*DESCRIPTION OF THE TASK*: Output the full listing below exactly.

+++

//! JSON-RPC method handlers.
//!
//! Implements the handlers for all supported JSON-RPC methods. Each handler
//! parses its params, calls into the controller or the player, and converts
//! the outcome to a JSON value.

use reqwest::{Method, Url};
use serde::de::DeserializeOwned;
use serde::Serialize;

use crate::types::{Destination, Request};
use crate::worker::{FetchOutcome, PendingAction, WorkerMessage};

use super::server::ServerState;
use super::types::{
    FetchParams, FetchResult, JsonRpcError, NotificationClickParams, PlayParams, PushParams,
    QueueActionParams, QueueActionResult, StatusResult, SyncParams,
};

type MethodResult = Result<serde_json::Value, JsonRpcError>;

/// Handles a JSON-RPC method call.
pub async fn handle_request(
    method: &str,
    params: serde_json::Value,
    state: &ServerState,
) -> MethodResult {
    match method {
        "ping" => handle_ping(),
        "status" => handle_status(state).await,
        "install" => to_value(state.controller.install().await?),
        "activate" => to_value(state.controller.activate().await?),
        "fetch" => handle_fetch(params, state).await,
        "message" => handle_message(params, state).await,
        "push" => handle_push(params, state).await,
        "notification_click" => handle_notification_click(params, state).await,
        "sync" => handle_sync(params, state).await,
        "queue_action" => handle_queue_action(params, state).await,
        "clear_caches" => handle_clear_caches(state).await,
        "play" => handle_play(params, state),
        "stop" => handle_stop(state),
        "audio_status" => to_value(state.player.status()),
        "shutdown" => handle_shutdown(state),
        _ => Err(JsonRpcError::method_not_found(method)),
    }
}

fn parse_params<T: DeserializeOwned>(params: serde_json::Value) -> Result<T, JsonRpcError> {
    serde_json::from_value(params)
        .map_err(|e| JsonRpcError::invalid_params(format!("Invalid params: {}", e)))
}

/// Like [`parse_params`], but treats absent params as an empty object.
fn parse_optional<T: DeserializeOwned + Default>(
    params: serde_json::Value,
) -> Result<T, JsonRpcError> {
    if params.is_null() {
        Ok(T::default())
    } else {
        parse_params(params)
    }
}

fn to_value<T: Serialize>(value: T) -> MethodResult {
    serde_json::to_value(value)
        .map_err(|e| JsonRpcError::internal_error(format!("Failed to encode result: {}", e)))
}

/// Handles the ping method for health checks.
fn handle_ping() -> MethodResult {
    Ok(serde_json::json!({ "status": "ok" }))
}

/// Handles the shutdown method.
fn handle_shutdown(state: &ServerState) -> MethodResult {
    state.shutdown();
    Ok(serde_json::json!({ "status": "shutting_down" }))
}

async fn handle_status(state: &ServerState) -> MethodResult {
    to_value(StatusResult {
        version: env!("CARGO_PKG_VERSION"),
        worker: state.controller.status().await?,
        audio: state.player.status(),
    })
}

/// Handles the fetch method: runs one request through the controller.
async fn handle_fetch(params: serde_json::Value, state: &ServerState) -> MethodResult {
    let params: FetchParams = parse_params(params)?;

    let url = match Url::parse(&params.url) {
        Ok(url) => url,
        Err(_) => state
            .controller
            .origin()
            .join(&params.url)
            .map_err(|e| JsonRpcError::invalid_params(format!("Invalid url {}: {}", params.url, e)))?,
    };
    let method = Method::from_bytes(params.method.to_uppercase().as_bytes())
        .map_err(|_| JsonRpcError::invalid_params(format!("Invalid method: {}", params.method)))?;

    let request = Request::new(method, url, Destination::parse(&params.destination));

    let result = match state.controller.handle_fetch(&request).await {
        FetchOutcome::Passthrough => FetchResult::default(),
        FetchOutcome::Respond { response, source } => FetchResult {
            handled: true,
            source: Some(source),
            status: Some(response.status),
            status_text: Some(response.status_text.clone()),
            body: response.text().map(str::to_string),
            body_len: Some(response.body.len()),
            headers: Some(response.headers),
        },
    };
    to_value(result)
}

async fn handle_message(params: serde_json::Value, state: &ServerState) -> MethodResult {
    let message = WorkerMessage::from_value(params)?;
    to_value(state.controller.handle_message(message).await?)
}

async fn handle_push(params: serde_json::Value, state: &ServerState) -> MethodResult {
    let params: PushParams = parse_optional(params)?;
    to_value(state.controller.handle_push(params.data.as_deref()).await?)
}

async fn handle_notification_click(params: serde_json::Value, state: &ServerState) -> MethodResult {
    let params: NotificationClickParams = parse_optional(params)?;
    to_value(
        state
            .controller
            .handle_notification_click(params.action.as_deref())
            .await?,
    )
}

async fn handle_sync(params: serde_json::Value, state: &ServerState) -> MethodResult {
    let params: SyncParams = parse_params(params)?;
    to_value(state.controller.handle_sync(&params.tag).await)
}

async fn handle_queue_action(params: serde_json::Value, state: &ServerState) -> MethodResult {
    let params: QueueActionParams = parse_params(params)?;

    let mut action = PendingAction::new(params.url, params.method);
    if let Some(id) = params.id {
        action.id = id;
    }
    if let Some(body) = params.body {
        action = action.with_body(body);
    }

    let id = action.id.clone();
    let pending = state.controller.queue_action(action).await?;
    to_value(QueueActionResult { id, pending })
}

async fn handle_clear_caches(state: &ServerState) -> MethodResult {
    let deleted = state.controller.clear_caches().await?;
    Ok(serde_json::json!({ "deleted": deleted }))
}

fn handle_play(params: serde_json::Value, state: &ServerState) -> MethodResult {
    let params: PlayParams = parse_params(params)?;
    to_value(state.player.play(&params.method, &params.age_group))
}

fn handle_stop(state: &ServerState) -> MethodResult {
    state.player.stop();
    to_value(state.player.status())
}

+++

*ANSWER BOX*:
//! JSON-RPC method handlers.
//!
//! Implements the handlers for all supported JSON-RPC methods. Each handler
//! parses its params, calls into the controller or the player, and converts
//! the outcome to a JSON value.

use reqwest::{Method, Url};
use serde::de::DeserializeOwned;
use serde::Serialize;

use crate::types::{Destination, Request};
use crate::worker::{FetchOutcome, PendingAction, WorkerMessage};

use super::server::ServerState;
use super::types::{
    FetchParams, FetchResult, JsonRpcError, NotificationClickParams, PlayParams, PushParams,
    QueueActionParams, QueueActionResult, StatusResult, SyncParams,
};

type MethodResult = Result<serde_json::Value, JsonRpcError>;

/// Handles a JSON-RPC method call.
pub async fn handle_request(
    method: &str,
    params: serde_json::Value,
    state: &ServerState,
) -> MethodResult {
    match method {
        "ping" => handle_ping(),
        "status" => handle_status(state).await,
        "install" => to_value(state.controller.install().await?),
        "activate" => to_value(state.controller.activate().await?),
        "fetch" => handle_fetch(params, state).await,
        "message" => handle_message(params, state).await,
        "push" => handle_push(params, state).await,
        "notification_click" => handle_notification_click(params, state).await,
        "sync" => handle_sync(params, state).await,
        "queue_action" => handle_queue_action(params, state).await,
        "clear_caches" => handle_clear_caches(state).await,
        "play" => handle_play(params, state),
        "stop" => handle_stop(state),
        "audio_status" => to_value(state.player.status()),
        "shutdown" => handle_shutdown(state),
        _ => Err(JsonRpcError::method_not_found(method)),
    }
}

fn parse_params<T: DeserializeOwned>(params: serde_json::Value) -> Result<T, JsonRpcError> {
    serde_json::from_value(params)
        .map_err(|e| JsonRpcError::invalid_params(format!("Invalid params: {}", e)))
}

/// Like [`parse_params`], but treats absent params as an empty object.
fn parse_optional<T: DeserializeOwned + Default>(
    params: serde_json::Value,
) -> Result<T, JsonRpcError> {
    if params.is_null() {
        Ok(T::default())
    } else {
        parse_params(params)
    }
}

fn to_value<T: Serialize>(value: T) -> MethodResult {
    serde_json::to_value(value)
        .map_err(|e| JsonRpcError::internal_error(format!("Failed to encode result: {}", e)))
}

/// Handles the ping method for health checks.
fn handle_ping() -> MethodResult {
    Ok(serde_json::json!({ "status": "ok" }))
}

/// Handles the shutdown method.
fn handle_shutdown(state: &ServerState) -> MethodResult {
    state.shutdown();
    Ok(serde_json::json!({ "status": "shutting_down" }))
}

async fn handle_status(state: &ServerState) -> MethodResult {
    to_value(StatusResult {
        version: env!("CARGO_PKG_VERSION"),
        worker: state.controller.status().await?,
        audio: state.player.status(),
    })
}

/// Handles the fetch method: runs one request through the controller.
async fn handle_fetch(params: serde_json::Value, state: &ServerState) -> MethodResult {
    let params: FetchParams = parse_params(params)?;

    let url = match Url::parse(&params.url) {
        Ok(url) => url,
        Err(_) => state
            .controller
            .origin()
            .join(&params.url)
            .map_err(|e| JsonRpcError::invalid_params(format!("Invalid url {}: {}", params.url, e)))?,
    };
    let method = Method::from_bytes(params.method.to_uppercase().as_bytes())
        .map_err(|_| JsonRpcError::invalid_params(format!("Invalid method: {}", params.method)))?;

    let request = Request::new(method, url, Destination::parse(&params.destination));

    let result = match state.controller.handle_fetch(&request).await {
        FetchOutcome::Passthrough => FetchResult::default(),
        FetchOutcome::Respond { response, source } => FetchResult {
            handled: true,
            source: Some(source),
            status: Some(response.status),
            status_text: Some(response.status_text.clone()),
            body: response.text().map(str::to_string),
            body_len: Some(response.body.len()),
            headers: Some(response.headers),
        },
    };
    to_value(result)
}

async fn handle_message(params: serde_json::Value, state: &ServerState) -> MethodResult {
    let message = WorkerMessage::from_value(params)?;
    to_value(state.controller.handle_message(message).await?)
}

async fn handle_push(params: serde_json::Value, state: &ServerState) -> MethodResult {
    let params: PushParams = parse_optional(params)?;
    to_value(state.controller.handle_push(params.data.as_deref()).await?)
}

async fn handle_notification_click(params: serde_json::Value, state: &ServerState) -> MethodResult {
    let params: NotificationClickParams = parse_optional(params)?;
    to_value(
        state
            .controller
            .handle_notification_click(params.action.as_deref())
            .await?,
    )
}

async fn handle_sync(params: serde_json::Value, state: &ServerState) -> MethodResult {
    let params: SyncParams = parse_params(params)?;
    to_value(state.controller.handle_sync(&params.tag).await)
}

async fn handle_queue_action(params: serde_json::Value, state: &ServerState) -> MethodResult {
    let params: QueueActionParams = parse_params(params)?;

    let mut action = PendingAction::new(params.url, params.method);
    if let Some(id) = params.id {
        action.id = id;
    }
    if let Some(body) = params.body {
        action = action.with_body(body);
    }

    let id = action.id.clone();
    let pending = state.controller.queue_action(action).await?;
    to_value(QueueActionResult { id, pending })
}

async fn handle_clear_caches(state: &ServerState) -> MethodResult {
    let deleted = state.controller.clear_caches().await?;
    Ok(serde_json::json!({ "deleted": deleted }))
}

fn handle_play(params: serde_json::Value, state: &ServerState) -> MethodResult {
    let params: PlayParams = parse_params(params)?;
    to_value(state.player.play(&params.method, &params.age_group))
}

fn handle_stop(state: &ServerState) -> MethodResult {
    state.player.stop();
    to_value(state.player.status())
}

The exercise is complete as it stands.